Dennis, his father, and his brother get over the pain of the loss of Dennis’ mother, Dennis and Lisa stay good friends, and John starts to look out for his younger brother more.

In the BBC adaptation, it's Christmas, and Darvesh and his mother come over to Dennis' house. They ring the doorbell and Dennis' dad opens the door and lets them both in, but only Darvesh goes through. Darvesh's mother, Jaspreet Kaur, flirts with Dennis' dad, after which they kiss each other. They all spend Christmas together happily, having a great time.

== Characters ==

- Dennis Sims - A 12-year-old boy who lives with his single father following his mum abandoning the family
- John Sims – Dennis' 14-year-old brother who is also a student at Elm Forest School.
- Dad – Dennis and John's father, whose name is not given in the book. He works as a long-distance lorry driver.
- Darvesh Singh – Dennis' best friend, is student at Elm Forest School and in the football team.
- Jaspreet Kaur – Darvesh's mother.
- Lisa James – A 14-year-old girl who is a pupil at Elm Forest School.
- Ms. Windsor – A French teacher at Elm Forest School.
- Mac – a unusually large boy in Lisa's class at Elm Forest School who tries to invite "Denise" on a date, not believing "she" is actually Dennis. He does not appear in the film adaptation.
- Raj – Owner of a local newspaper shop.
- Mr Hawtrey – The principal of Elm Forest School, and a member of the State Council.
- Mr Norris - A PE teacher at Elm Forest School.
- Gareth Small – A 14-year-old boy in Lisa's class who is the captain of the football team.

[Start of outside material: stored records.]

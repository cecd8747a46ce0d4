use crate::wire::{
    Header, WireType, SUBTYPE_BYTE, SUBTYPE_DEFAULT, SUBTYPE_FALSE, SUBTYPE_INT, SUBTYPE_LONG,
    SUBTYPE_SHORT, SUBTYPE_TRUE,
};
use crate::{SerialError, SerialResult};
use std::iter::Peekable;

pub const DEFAULT_BUFFER_SIZE: usize = 1024;

/// Writes units into a byte buffer that doubles in size whenever a write does not fit.
///
/// The whole length of the backing `Vec` is usable space; the cursor marks how much of it
/// holds serialized data. Use [`SerialWriter::serialized_data`] to get exactly that part.
pub struct SerialWriter {
    buf: Vec<u8>,
    pos: usize,
}

impl Default for SerialWriter {
    fn default() -> Self {
        Self::new()
    }
}

/* Construction and inspection. */
impl SerialWriter {
    pub fn new() -> Self {
        Self::with_buffer(vec![0u8; DEFAULT_BUFFER_SIZE])
    }

    /// Writes into `buf`, e.g. one that was borrowed from a pool.
    /// An empty `buf` is replaced by a default sized one.
    pub fn with_buffer(buf: Vec<u8>) -> Self {
        let buf = if buf.is_empty() {
            vec![0u8; DEFAULT_BUFFER_SIZE]
        } else {
            buf
        };
        Self { buf, pos: 0 }
    }

    pub fn position(&self) -> usize {
        self.pos
    }

    pub fn buffer_capacity(&self) -> usize {
        self.buf.len()
    }

    /// A copy of `[0, position)`.
    pub fn serialized_data(&self) -> Vec<u8> {
        self.buf[..self.pos].to_vec()
    }

    /// Gives back the backing buffer, which may have been replaced by a larger one.
    pub fn into_buffer(self) -> Vec<u8> {
        self.buf
    }

    /// The wire type of the unit that starts at `pos`, or EOF if nothing was written there.
    pub fn peek_type_at_position(&self, pos: usize) -> WireType {
        if pos < self.pos {
            Header::from(self.buf[pos]).wire_type()
        } else {
            WireType::EOF
        }
    }
}

/* Primitives. */
impl SerialWriter {
    pub fn write_byte(&mut self, val: u8) -> &mut Self {
        if val == 0 {
            self.write_header(Header::new(WireType::Byte, SUBTYPE_DEFAULT));
        } else {
            self.write_header(Header::new(WireType::Byte, SUBTYPE_BYTE));
            self.put(&[val]);
        }
        self
    }

    pub fn write_boolean(&mut self, val: bool) -> &mut Self {
        let subtype = if val { SUBTYPE_TRUE } else { SUBTYPE_FALSE };
        self.write_header(Header::new(WireType::Boolean, subtype));
        self
    }

    pub fn write_int(&mut self, val: i32) -> &mut Self {
        self.write_int_header(WireType::Int, val);
        self
    }

    pub fn write_long(&mut self, val: i64) -> &mut Self {
        self.write_long_header(WireType::Long, val);
        self
    }

    /// Only an all-zero bit pattern takes the short form, so `-0.0` keeps its sign.
    pub fn write_float(&mut self, val: f32) -> &mut Self {
        if val.to_bits() == 0 {
            self.write_header(Header::new(WireType::Float, SUBTYPE_DEFAULT));
        } else {
            self.write_header(Header::new(WireType::Float, SUBTYPE_INT));
            self.put(&val.to_be_bytes());
        }
        self
    }

    pub fn write_double(&mut self, val: f64) -> &mut Self {
        if val.to_bits() == 0 {
            self.write_header(Header::new(WireType::Double, SUBTYPE_DEFAULT));
        } else {
            self.write_header(Header::new(WireType::Double, SUBTYPE_LONG));
            self.put(&val.to_be_bytes());
        }
        self
    }

    pub fn write_null(&mut self) -> &mut Self {
        self.write_header(Header::new(WireType::Null, SUBTYPE_DEFAULT));
        self
    }

    pub fn write_string(&mut self, val: &str) -> SerialResult<&mut Self> {
        if val.is_empty() {
            self.write_header(Header::new(WireType::StringAscii, SUBTYPE_DEFAULT));
        } else {
            let len = val.encode_utf16().count();
            self.encode_string(len, val.encode_utf16())?;
        }
        Ok(self)
    }

    /// Writes a string given as raw UTF-16 units, which may hold unpaired surrogates.
    /// Each unpaired surrogate is written as `?`.
    pub fn write_utf16(&mut self, units: &[u16]) -> SerialResult<&mut Self> {
        if units.is_empty() {
            self.write_header(Header::new(WireType::StringAscii, SUBTYPE_DEFAULT));
        } else {
            self.encode_string(units.len(), units.iter().copied())?;
        }
        Ok(self)
    }

    pub fn write_opt_string(&mut self, val: Option<&str>) -> SerialResult<&mut Self> {
        match val {
            None => Ok(self.write_null()),
            Some(s) => self.write_string(s),
        }
    }

    pub fn write_bytes(&mut self, val: &[u8]) -> SerialResult<&mut Self> {
        if val.is_empty() {
            self.write_header(Header::new(WireType::ByteArray, SUBTYPE_DEFAULT));
        } else {
            self.write_length(WireType::ByteArray, val.len())?;
            self.put(val);
        }
        Ok(self)
    }

    pub fn write_opt_bytes(&mut self, val: Option<&[u8]>) -> SerialResult<&mut Self> {
        match val {
            None => Ok(self.write_null()),
            Some(b) => self.write_bytes(b),
        }
    }
}

/* Object framing. */
impl SerialWriter {
    pub fn write_object_start(&mut self, version: u32) -> SerialResult<&mut Self> {
        let version = Self::checked_version(version)?;
        self.write_int_header(WireType::StartObject, version);
        Ok(self)
    }

    pub fn write_debug_object_start(
        &mut self,
        version: u32,
        class_name: &str,
    ) -> SerialResult<&mut Self> {
        let version = Self::checked_version(version)?;
        self.write_int_header(WireType::StartObjectDebug, version);
        self.write_string(class_name)?;
        Ok(self)
    }

    pub fn write_object_end(&mut self) -> &mut Self {
        self.write_header(Header::new(WireType::EndObject, SUBTYPE_DEFAULT));
        self
    }

    fn checked_version(version: u32) -> SerialResult<i32> {
        i32::try_from(version).map_err(|_| {
            SerialError::structural(format!("The version number is too large: {version}."))
        })
    }
}

/* Headers and payloads. */
impl SerialWriter {
    fn write_header(&mut self, header: Header) {
        self.put(&[*header]);
    }

    fn write_int_header(&mut self, wire_type: WireType, val: i32) {
        let bits = val as u32;
        if bits == 0 {
            self.write_header(Header::new(wire_type, SUBTYPE_DEFAULT));
        } else if bits & 0xFFFF_FF00 == 0 {
            self.write_header(Header::new(wire_type, SUBTYPE_BYTE));
            self.put(&[bits as u8]);
        } else if bits & 0xFFFF_0000 == 0 {
            self.write_header(Header::new(wire_type, SUBTYPE_SHORT));
            self.put(&(bits as u16).to_be_bytes());
        } else {
            self.write_header(Header::new(wire_type, SUBTYPE_INT));
            self.put(&val.to_be_bytes());
        }
    }

    fn write_long_header(&mut self, wire_type: WireType, val: i64) {
        let bits = val as u64;
        if bits & 0xFFFF_FFFF_0000_0000 == 0 {
            self.write_int_header(wire_type, bits as u32 as i32);
        } else {
            self.write_header(Header::new(wire_type, SUBTYPE_LONG));
            self.put(&val.to_be_bytes());
        }
    }

    fn write_length(&mut self, wire_type: WireType, len: usize) -> SerialResult<()> {
        let len = checked_length(len)?;
        self.write_int_header(wire_type, len);
        Ok(())
    }

    fn put(&mut self, bytes: &[u8]) {
        self.ensure_capacity(bytes.len());
        self.buf[self.pos..self.pos + bytes.len()].copy_from_slice(bytes);
        self.pos += bytes.len();
    }

    fn ensure_capacity(&mut self, size_needed: usize) {
        while self.buf.len() - self.pos < size_needed {
            let mut grown = vec![0u8; 2 * self.buf.len()];
            grown[..self.pos].copy_from_slice(&self.buf[..self.pos]);
            self.buf = grown;
        }
    }
}

/* Strings. */
impl SerialWriter {
    /// Writes the ASCII header up front and back-patches it to the UTF-8 header
    /// once a non-ASCII unit shows up. Both headers carry the same length,
    /// so the patch never changes the header's size.
    fn encode_string<I>(&mut self, len: usize, units: I) -> SerialResult<()>
    where
        I: Iterator<Item = u16>,
    {
        let header_pos = self.pos;
        self.write_length(WireType::StringAscii, len)?;

        let mut is_ascii = true;
        let mut units: Peekable<I> = units.peekable();
        while let Some(unit) = units.next() {
            let ch = unit as u32;
            if ch < 0x80 {
                self.put(&[ch as u8]);
                continue;
            }

            is_ascii = false;
            if ch < 0x800 {
                self.put(&[(ch >> 6) as u8 | 0xC0, (ch & 0x3F) as u8 | 0x80]);
            } else if is_surrogate(ch) {
                let trail = units.peek().map(|u| *u as u32);
                match trail {
                    Some(trail) if is_surrogate_lead(ch) && is_surrogate_trail(trail) => {
                        units.next();
                        let cp = supplementary(ch, trail);
                        self.put(&[
                            (cp >> 18) as u8 | 0xF0,
                            ((cp >> 12) & 0x3F) as u8 | 0x80,
                            ((cp >> 6) & 0x3F) as u8 | 0x80,
                            (cp & 0x3F) as u8 | 0x80,
                        ]);
                    }
                    _ => self.put(&[b'?']),
                }
            } else {
                self.put(&[
                    (ch >> 12) as u8 | 0xE0,
                    ((ch >> 6) & 0x3F) as u8 | 0x80,
                    (ch & 0x3F) as u8 | 0x80,
                ]);
            }
        }

        if !is_ascii {
            let end_pos = self.pos;
            self.pos = header_pos;
            self.write_length(WireType::StringUtf8, len)?;
            self.pos = end_pos;
        }
        Ok(())
    }
}

/// Lengths travel through the int scheme, so they must fit in an `i32`.
fn checked_length(len: usize) -> SerialResult<i32> {
    i32::try_from(len)
        .map_err(|_| SerialError::structural(format!("Too long to serialize: {len} units.")))
}

fn is_surrogate(ch: u32) -> bool {
    ch & 0xFFFF_F800 == 0xD800
}

fn is_surrogate_lead(ch: u32) -> bool {
    ch & 0x400 == 0
}

fn is_surrogate_trail(ch: u32) -> bool {
    is_surrogate(ch) && ch & 0x400 != 0
}

fn supplementary(lead: u32, trail: u32) -> u32 {
    0x10000 + ((lead - 0xD800) << 10) + (trail - 0xDC00)
}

== Literary significance and reception ==
Reviewers and the press noted the book's resonance with Walliams's own cross-dressing. As a child, his sisters would dress him up, and he would often act as a female character in school plays. Philip Ardagh in the Guardian noted the novelty of Walliams's light-hearted approach to the themes, compared with treatments in earlier children's books on the subject like Terence Blacker's 2004 title Boy 2 Girl. Nicolette Jones in the Times praised Blake's illustrations and, though she called Walliams' writing "not the finest", noted "Everyone is on the side of freedom and tolerance by the end, for which the book must be applauded."

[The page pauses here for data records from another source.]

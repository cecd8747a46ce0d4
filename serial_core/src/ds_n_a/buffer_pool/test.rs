#[cfg(test)]
mod test {
    use super::super::*;
    use std::collections::HashSet;
    use std::sync::Arc;
    use std::thread;

    #[test]
    fn acquire_and_release() {
        let pool = BufferPool::with_buffers(2, 16);
        assert_eq!(pool.len(), 2);
        assert_eq!(pool.capacity(), 2);

        let a = pool.acquire().unwrap();
        let b = pool.acquire().unwrap();
        assert_eq!(a.len(), 16);
        assert!(pool.is_empty());
        assert_eq!(pool.acquire(), None);

        assert!(pool.release(a));
        assert!(pool.release(b));
        assert!(!pool.release(vec![0u8; 16]));
        assert_eq!(pool.len(), 2);
    }

    #[test]
    fn starts_empty() {
        let pool = BufferPool::new(3);
        assert_eq!(pool.acquire(), None);

        assert!(pool.release(vec![1, 2, 3]));
        assert_eq!(pool.acquire(), Some(vec![1, 2, 3]));
    }

    #[test]
    fn grown_buffers_are_cut_back() {
        let pool = BufferPool::with_buffers(1, 16);
        assert_eq!(pool.buffer_size(), Some(16));

        let mut buf = pool.acquire().unwrap();
        buf.resize(1 << 20, 7);
        assert!(pool.release(buf));

        let buf = pool.acquire().unwrap();
        assert_eq!(buf.len(), 16);
        assert!(buf.capacity() < 1 << 20);
        assert!(buf.iter().all(|byte| *byte == 0));
        pool.release(buf);

        let unsized_pool = BufferPool::new(1);
        assert_eq!(unsized_pool.buffer_size(), None);
        assert!(unsized_pool.release(vec![0u8; 4096]));
        assert_eq!(unsized_pool.acquire().map(|buf| buf.len()), Some(4096));
    }

    #[test]
    fn concurrent_borrowers_never_share() {
        const THREADS: usize = 8;
        const ROUNDS: usize = 200;

        let pool = Arc::new(BufferPool::with_buffers(4, 8));
        thread::scope(|s| {
            for t in 0..THREADS {
                let pool = Arc::clone(&pool);
                s.spawn(move || {
                    for round in 0..ROUNDS {
                        let mut buf = match pool.acquire() {
                            Some(buf) => buf,
                            None => vec![0u8; 8],
                        };
                        let stamp = (t * ROUNDS + round) as u64;
                        buf[..8].copy_from_slice(&stamp.to_be_bytes());
                        thread::yield_now();
                        assert_eq!(&buf[..8], &stamp.to_be_bytes());
                        pool.release(buf);
                    }
                });
            }
        });

        assert_eq!(pool.len(), 4);
        let mut ptrs = HashSet::new();
        while let Some(buf) = pool.acquire() {
            assert!(ptrs.insert(buf.as_ptr()));
        }
        assert_eq!(ptrs.len(), 4);
    }
}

In September 2017, during the Australian Marriage Law Postal Survey, retailer Aldi was criticised in Australia by some customers for selling the book, while some customers defended the retailer. Aldi said that they would not remove the book from sale.

== Allusions ==
Dennis's father tells him "No more Small England, or whatever it is": a reference to a television programme previously co-written and co-performed by Walliams. French teacher Miss Windsor cuts short a school detention, hoping to get home in time to watch Neighbours, although in America this reference is changed to The Young and the Restless. On page 104, it is mentioned that Lisa has a purple dress she'd copied from one she'd seen Kylie Minogue wear at an awards show.

== Publication history ==
The book was published in hardcover by HarperCollins in October 2008, with a paperback release scheduled for May 2009. Walliams and his comedy partner Matt Lucas recorded an audiobook of the story, also for HarperCollins, which was released in November 2008. HarperCollins were reported to have signed Walliams for a two-book deal.

==Adaptations==
===Television film adaptation===
A television film adaptation was produced for BBC One, and aired on Boxing Day 2014 at 6:55 pm. It continues to be repeated regularly on the CBBC Channel.

Filming began on 19 October 2014, according to Walliams' Official Twitter page. Casting for the film was later announced on 21 October 2014.

===Stage musical adaptation===

A stage musical adaption of the book was produced by the Royal Shakespeare Company in Stratford-upon-Avon for in winter 2019. The musical is adapted by Mark Ravenhill, features music and lyrics by Guy Chambers and Robbie Williams, and is directed by RSC artistic director Gregory Doran.